Ich benutze diesen Sketch, um RFID-Karten für meinen Music Player vorzubereiten. Ich schreibe einfach den Dateinamen des Musikstücks aus dem Unterordner /Music/ auf die Karte bzw. den Chip. Dabei bitte keine Leerzeichen oder „exotische“ Zeichen benutzen; das englische ABC, Zahlen und der Unterstrich funktionieren einwandfrei.

Beispiel: EdSheeran_Perfect.mp3

Aber es geht auch:   playlist.xspf   für eine mit VLC erstellte Wiedergabeliste.

Mit den so beschriebenen RFID-Karten probiere ich dann mein Python-Programm MusicPlayer_MFRC522.py aus. Gegenüber dem ersten Programm kommen zwei neue Programm-Module hinzu, die eher selten verwendet werden.

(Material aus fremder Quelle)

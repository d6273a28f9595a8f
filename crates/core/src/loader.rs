//! Keyed registry of one-shot external resources (scripts, fonts, ...).
//!
//! Each resource moves `Unloaded -> Loading -> Ready | Failed` exactly once.
//! The first requester is told to start the load; everyone arriving while it
//! is in flight gets a receiver that resolves when [`ResourceRegistry::finish`]
//! is called.

use std::collections::HashMap;
use std::hash::Hash;

use futures_channel::oneshot;
use log::{debug, warn};
use thiserror::Error;

#[derive(Debug, Clone, PartialEq, Eq, Error)]
#[error("resource failed to load: {reason}")]
pub struct LoadError {
    pub reason: String,
}

impl LoadError {
    pub fn new(reason: impl Into<String>) -> Self {
        Self {
            reason: reason.into(),
        }
    }
}

#[derive(Debug, Clone, PartialEq, Eq)]
pub enum LoadState {
    Unloaded,
    Loading,
    Ready,
    Failed(LoadError),
}

pub type Waiter = oneshot::Receiver<Result<(), LoadError>>;

/// What the caller of [`ResourceRegistry::request`] should do next.
#[derive(Debug)]
pub enum Request {
    /// Nobody is loading this yet: the caller must load it and call `finish`.
    Start,
    /// A load is in flight; await the receiver.
    Wait(Waiter),
    Ready,
    Failed(LoadError),
}

#[derive(Debug)]
struct Entry {
    state: LoadState,
    waiters: Vec<oneshot::Sender<Result<(), LoadError>>>,
}

#[derive(Debug)]
pub struct ResourceRegistry<K> {
    entries: HashMap<K, Entry>,
}

impl<K: Eq + Hash + Clone + std::fmt::Debug> ResourceRegistry<K> {
    pub fn new() -> Self {
        Self {
            entries: HashMap::new(),
        }
    }

    pub fn state(&self, key: &K) -> LoadState {
        self.entries
            .get(key)
            .map_or(LoadState::Unloaded, |e| e.state.clone())
    }

    pub fn request(&mut self, key: K) -> Request {
        let entry = self.entries.entry(key.clone()).or_insert_with(|| Entry {
            state: LoadState::Unloaded,
            waiters: Vec::new(),
        });
        match &entry.state {
            LoadState::Unloaded => {
                debug!("loading resource {key:?}");
                entry.state = LoadState::Loading;
                Request::Start
            }
            LoadState::Loading => {
                let (tx, rx) = oneshot::channel();
                entry.waiters.push(tx);
                Request::Wait(rx)
            }
            LoadState::Ready => Request::Ready,
            LoadState::Failed(err) => Request::Failed(err.clone()),
        }
    }

    /// Record the outcome of the load started by a `Request::Start` and
    /// wake every waiter. Returns `false` if `key` was not loading.
    pub fn finish(&mut self, key: &K, result: Result<(), LoadError>) -> bool {
        let Some(entry) = self.entries.get_mut(key) else {
            warn!("finish for unknown resource {key:?}");
            return false;
        };
        if entry.state != LoadState::Loading {
            warn!("finish for resource {key:?} in state {:?}", entry.state);
            return false;
        }

        entry.state = match &result {
            Ok(()) => LoadState::Ready,
            Err(err) => LoadState::Failed(err.clone()),
        };
        debug!("resource {key:?} -> {:?}", entry.state);
        for waiter in entry.waiters.drain(..) {
            // A dropped receiver just means that caller stopped waiting.
            let _ = waiter.send(result.clone());
        }
        true
    }

    /// Forget a failed resource so the next request retries it. Loading
    /// and ready entries are kept.
    pub fn retry(&mut self, key: &K) -> bool {
        if matches!(self.state(key), LoadState::Failed(_)) {
            self.entries.remove(key);
            true
        } else {
            false
        }
    }
}

impl<K: Eq + Hash + Clone + std::fmt::Debug> Default for ResourceRegistry<K> {
    fn default() -> Self {
        Self::new()
    }
}

#[cfg(test)]
mod tests {
    use super::*;

    #[test]
    fn first_request_starts_later_ones_wait() {
        let mut registry = ResourceRegistry::new();
        assert!(matches!(registry.request("maps.js"), Request::Start));
        assert_eq!(registry.state(&"maps.js"), LoadState::Loading);

        let Request::Wait(mut a) = registry.request("maps.js") else {
            panic!("expected wait");
        };
        let Request::Wait(mut b) = registry.request("maps.js") else {
            panic!("expected wait");
        };
        assert_eq!(a.try_recv().unwrap(), None);

        assert!(registry.finish(&"maps.js", Ok(())));
        assert_eq!(a.try_recv().unwrap(), Some(Ok(())));
        assert_eq!(b.try_recv().unwrap(), Some(Ok(())));
        assert!(matches!(registry.request("maps.js"), Request::Ready));
    }

    #[test]
    fn failure_is_broadcast_and_sticky() {
        let mut registry = ResourceRegistry::new();
        registry.request("a");
        let Request::Wait(mut waiter) = registry.request("a") else {
            panic!("expected wait");
        };
        registry.finish(&"a", Err(LoadError::new("404")));
        assert_eq!(
            waiter.try_recv().unwrap(),
            Some(Err(LoadError::new("404")))
        );
        assert!(matches!(registry.request("a"), Request::Failed(_)));

        assert!(registry.retry(&"a"));
        assert!(matches!(registry.request("a"), Request::Start));
    }

    #[test]
    fn finish_without_start_is_rejected() {
        let mut registry: ResourceRegistry<&str> = ResourceRegistry::new();
        assert!(!registry.finish(&"x", Ok(())));
        registry.request("x");
        registry.finish(&"x", Ok(()));
        assert!(!registry.finish(&"x", Err(LoadError::new("late"))));
        assert_eq!(registry.state(&"x"), LoadState::Ready);
    }

    #[test]
    fn keys_are_independent() {
        let mut registry = ResourceRegistry::new();
        assert!(matches!(registry.request(1), Request::Start));
        assert!(matches!(registry.request(2), Request::Start));
        assert_eq!(registry.state(&3), LoadState::Unloaded);
        assert!(!registry.retry(&1));
    }
}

Das Modul os wird benötigt, um das Programm VLC zum Abspielen der Musik zu nutzen (os.system('cvlc /home/pi/Music/'+song)) und den Raspberry Pi geordnet herunter zu fahren (os.system(´sudo shutdown – h now´)). Bei dem Programm cvlc wird auf das Starten der grafischen Oberfläche von VLC verzichtet und damit Zeit gespart.

Das Modul _thread wird benötigt, um während des Abspielens der Musik weiterhin RFID-Karten abfragen zu können und so das nächste Lied abzuspielen oder - in Verbindung mit dem Taster zwischen den Pins 39 und 40 - das Programm zu beenden.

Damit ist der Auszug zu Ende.